## EXERCISE AIM
Look for the word "String". Copy every line of the listing where it occurs.
=== DATA RECORDS ===
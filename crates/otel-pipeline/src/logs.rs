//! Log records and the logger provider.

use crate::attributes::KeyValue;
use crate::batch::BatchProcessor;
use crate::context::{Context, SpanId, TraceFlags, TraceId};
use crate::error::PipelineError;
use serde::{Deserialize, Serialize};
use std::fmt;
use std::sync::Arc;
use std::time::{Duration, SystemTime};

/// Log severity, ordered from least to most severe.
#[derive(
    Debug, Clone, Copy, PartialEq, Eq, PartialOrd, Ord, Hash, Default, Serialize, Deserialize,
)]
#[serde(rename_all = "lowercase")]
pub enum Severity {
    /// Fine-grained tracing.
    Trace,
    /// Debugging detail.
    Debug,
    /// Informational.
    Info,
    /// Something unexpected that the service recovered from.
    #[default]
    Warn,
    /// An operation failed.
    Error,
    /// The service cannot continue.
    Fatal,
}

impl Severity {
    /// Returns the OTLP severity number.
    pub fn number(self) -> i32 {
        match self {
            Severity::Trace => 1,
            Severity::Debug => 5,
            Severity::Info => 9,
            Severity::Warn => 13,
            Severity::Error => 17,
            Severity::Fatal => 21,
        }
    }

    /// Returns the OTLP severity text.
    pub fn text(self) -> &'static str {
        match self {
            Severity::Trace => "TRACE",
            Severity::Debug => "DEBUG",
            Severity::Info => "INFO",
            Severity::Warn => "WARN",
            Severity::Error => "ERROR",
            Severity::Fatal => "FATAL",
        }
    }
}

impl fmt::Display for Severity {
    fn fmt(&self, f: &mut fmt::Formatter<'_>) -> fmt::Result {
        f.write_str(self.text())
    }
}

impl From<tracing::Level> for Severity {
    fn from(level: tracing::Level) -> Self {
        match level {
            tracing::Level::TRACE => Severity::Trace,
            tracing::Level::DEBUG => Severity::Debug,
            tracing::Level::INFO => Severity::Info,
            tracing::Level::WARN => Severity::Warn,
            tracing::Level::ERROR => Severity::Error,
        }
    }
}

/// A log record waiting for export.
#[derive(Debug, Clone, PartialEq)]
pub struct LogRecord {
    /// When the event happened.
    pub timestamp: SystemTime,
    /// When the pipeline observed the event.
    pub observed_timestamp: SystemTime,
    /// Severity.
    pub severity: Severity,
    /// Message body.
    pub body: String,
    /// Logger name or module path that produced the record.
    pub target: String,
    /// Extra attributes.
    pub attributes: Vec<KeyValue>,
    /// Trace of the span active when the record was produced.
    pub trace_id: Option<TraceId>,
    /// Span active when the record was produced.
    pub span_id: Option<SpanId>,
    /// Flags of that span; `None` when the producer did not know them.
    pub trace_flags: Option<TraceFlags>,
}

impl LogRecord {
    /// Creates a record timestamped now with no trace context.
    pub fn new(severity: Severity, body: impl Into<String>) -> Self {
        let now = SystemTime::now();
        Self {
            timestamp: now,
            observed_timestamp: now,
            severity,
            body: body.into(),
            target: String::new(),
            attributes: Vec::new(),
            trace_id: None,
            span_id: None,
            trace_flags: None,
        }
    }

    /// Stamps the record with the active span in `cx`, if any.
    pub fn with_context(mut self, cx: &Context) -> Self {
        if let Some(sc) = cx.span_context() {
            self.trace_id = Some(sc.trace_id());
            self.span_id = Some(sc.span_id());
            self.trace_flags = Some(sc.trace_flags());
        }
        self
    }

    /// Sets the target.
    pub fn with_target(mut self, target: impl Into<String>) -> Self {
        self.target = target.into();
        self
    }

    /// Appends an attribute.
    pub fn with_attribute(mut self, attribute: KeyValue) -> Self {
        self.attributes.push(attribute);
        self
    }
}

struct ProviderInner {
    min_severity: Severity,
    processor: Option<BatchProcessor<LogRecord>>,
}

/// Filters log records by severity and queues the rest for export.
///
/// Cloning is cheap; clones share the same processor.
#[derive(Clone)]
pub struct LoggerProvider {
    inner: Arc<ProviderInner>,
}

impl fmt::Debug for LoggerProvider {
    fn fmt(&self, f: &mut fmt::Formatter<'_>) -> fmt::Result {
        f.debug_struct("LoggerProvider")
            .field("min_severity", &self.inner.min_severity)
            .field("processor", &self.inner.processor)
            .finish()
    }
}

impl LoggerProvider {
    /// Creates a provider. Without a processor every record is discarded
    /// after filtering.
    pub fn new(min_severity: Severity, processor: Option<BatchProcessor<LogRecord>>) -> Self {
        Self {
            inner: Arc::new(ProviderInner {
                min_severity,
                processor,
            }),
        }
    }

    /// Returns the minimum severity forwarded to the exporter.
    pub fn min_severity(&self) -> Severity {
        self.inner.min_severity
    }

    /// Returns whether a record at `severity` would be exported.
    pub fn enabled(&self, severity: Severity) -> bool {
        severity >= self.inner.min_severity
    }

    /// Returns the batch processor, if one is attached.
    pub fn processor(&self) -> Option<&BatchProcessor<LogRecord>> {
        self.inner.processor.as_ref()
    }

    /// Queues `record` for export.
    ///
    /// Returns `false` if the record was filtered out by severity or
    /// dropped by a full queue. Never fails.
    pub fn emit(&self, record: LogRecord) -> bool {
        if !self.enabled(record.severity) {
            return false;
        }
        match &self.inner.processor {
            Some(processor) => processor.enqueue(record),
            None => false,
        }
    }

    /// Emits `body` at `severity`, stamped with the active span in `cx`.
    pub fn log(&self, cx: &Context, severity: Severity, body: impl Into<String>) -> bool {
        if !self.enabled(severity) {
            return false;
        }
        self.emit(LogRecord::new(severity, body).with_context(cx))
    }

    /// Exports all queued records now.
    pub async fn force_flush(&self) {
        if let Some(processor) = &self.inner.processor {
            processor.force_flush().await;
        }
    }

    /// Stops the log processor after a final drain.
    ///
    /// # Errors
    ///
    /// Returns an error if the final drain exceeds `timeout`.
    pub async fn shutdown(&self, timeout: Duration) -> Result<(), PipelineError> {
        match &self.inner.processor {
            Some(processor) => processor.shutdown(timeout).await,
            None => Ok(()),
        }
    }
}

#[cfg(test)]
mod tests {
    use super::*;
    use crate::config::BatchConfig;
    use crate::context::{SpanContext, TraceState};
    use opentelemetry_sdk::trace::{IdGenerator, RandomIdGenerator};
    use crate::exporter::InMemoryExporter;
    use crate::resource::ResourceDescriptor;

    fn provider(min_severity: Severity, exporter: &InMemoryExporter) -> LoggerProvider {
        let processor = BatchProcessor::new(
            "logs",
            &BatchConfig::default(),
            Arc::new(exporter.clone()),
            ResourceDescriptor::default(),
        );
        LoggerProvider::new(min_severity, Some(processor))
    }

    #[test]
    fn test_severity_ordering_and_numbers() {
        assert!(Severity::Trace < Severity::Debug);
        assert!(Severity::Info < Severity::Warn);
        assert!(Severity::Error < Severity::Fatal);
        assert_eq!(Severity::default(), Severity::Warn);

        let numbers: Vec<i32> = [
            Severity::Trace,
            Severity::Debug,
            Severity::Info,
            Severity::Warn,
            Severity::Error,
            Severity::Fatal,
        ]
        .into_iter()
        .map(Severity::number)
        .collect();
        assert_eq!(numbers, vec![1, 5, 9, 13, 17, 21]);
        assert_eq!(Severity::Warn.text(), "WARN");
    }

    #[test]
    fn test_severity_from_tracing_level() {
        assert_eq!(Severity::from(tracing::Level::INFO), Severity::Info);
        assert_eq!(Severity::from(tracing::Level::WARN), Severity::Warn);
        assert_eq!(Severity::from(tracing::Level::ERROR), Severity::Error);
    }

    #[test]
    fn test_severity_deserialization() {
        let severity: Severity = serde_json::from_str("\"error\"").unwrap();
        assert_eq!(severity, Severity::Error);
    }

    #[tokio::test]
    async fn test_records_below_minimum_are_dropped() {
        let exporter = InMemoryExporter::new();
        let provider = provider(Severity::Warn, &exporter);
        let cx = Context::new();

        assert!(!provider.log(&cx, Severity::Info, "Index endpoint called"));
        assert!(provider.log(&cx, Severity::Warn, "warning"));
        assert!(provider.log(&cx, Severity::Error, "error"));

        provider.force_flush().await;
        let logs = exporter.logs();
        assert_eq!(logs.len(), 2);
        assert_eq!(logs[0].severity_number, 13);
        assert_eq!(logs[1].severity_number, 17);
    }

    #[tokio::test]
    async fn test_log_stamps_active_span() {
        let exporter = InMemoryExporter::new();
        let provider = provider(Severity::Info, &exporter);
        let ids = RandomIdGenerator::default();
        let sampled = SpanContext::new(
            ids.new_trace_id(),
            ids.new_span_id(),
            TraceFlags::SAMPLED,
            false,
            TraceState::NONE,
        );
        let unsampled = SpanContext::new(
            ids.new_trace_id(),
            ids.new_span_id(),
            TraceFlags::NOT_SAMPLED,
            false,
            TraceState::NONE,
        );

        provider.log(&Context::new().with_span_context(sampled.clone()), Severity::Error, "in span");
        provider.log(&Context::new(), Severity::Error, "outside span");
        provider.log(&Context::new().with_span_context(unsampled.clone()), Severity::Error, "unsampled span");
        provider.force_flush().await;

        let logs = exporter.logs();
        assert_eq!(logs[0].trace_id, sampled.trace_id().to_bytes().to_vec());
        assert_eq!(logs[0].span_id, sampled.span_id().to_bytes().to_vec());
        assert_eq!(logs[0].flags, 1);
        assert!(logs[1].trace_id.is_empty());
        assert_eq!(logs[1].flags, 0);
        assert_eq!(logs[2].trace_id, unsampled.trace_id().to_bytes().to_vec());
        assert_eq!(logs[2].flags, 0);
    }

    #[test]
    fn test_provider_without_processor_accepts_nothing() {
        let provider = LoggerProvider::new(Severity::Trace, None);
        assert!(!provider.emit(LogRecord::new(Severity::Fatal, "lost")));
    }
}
===
## OUTPUT BELOW
    pub body: String,
    pub target: String,
    pub fn new(severity: Severity, body: impl Into<String>) -> Self {
            target: String::new(),
    pub fn with_target(mut self, target: impl Into<String>) -> Self {
    pub fn log(&self, cx: &Context, severity: Severity, body: impl Into<String>) -> bool {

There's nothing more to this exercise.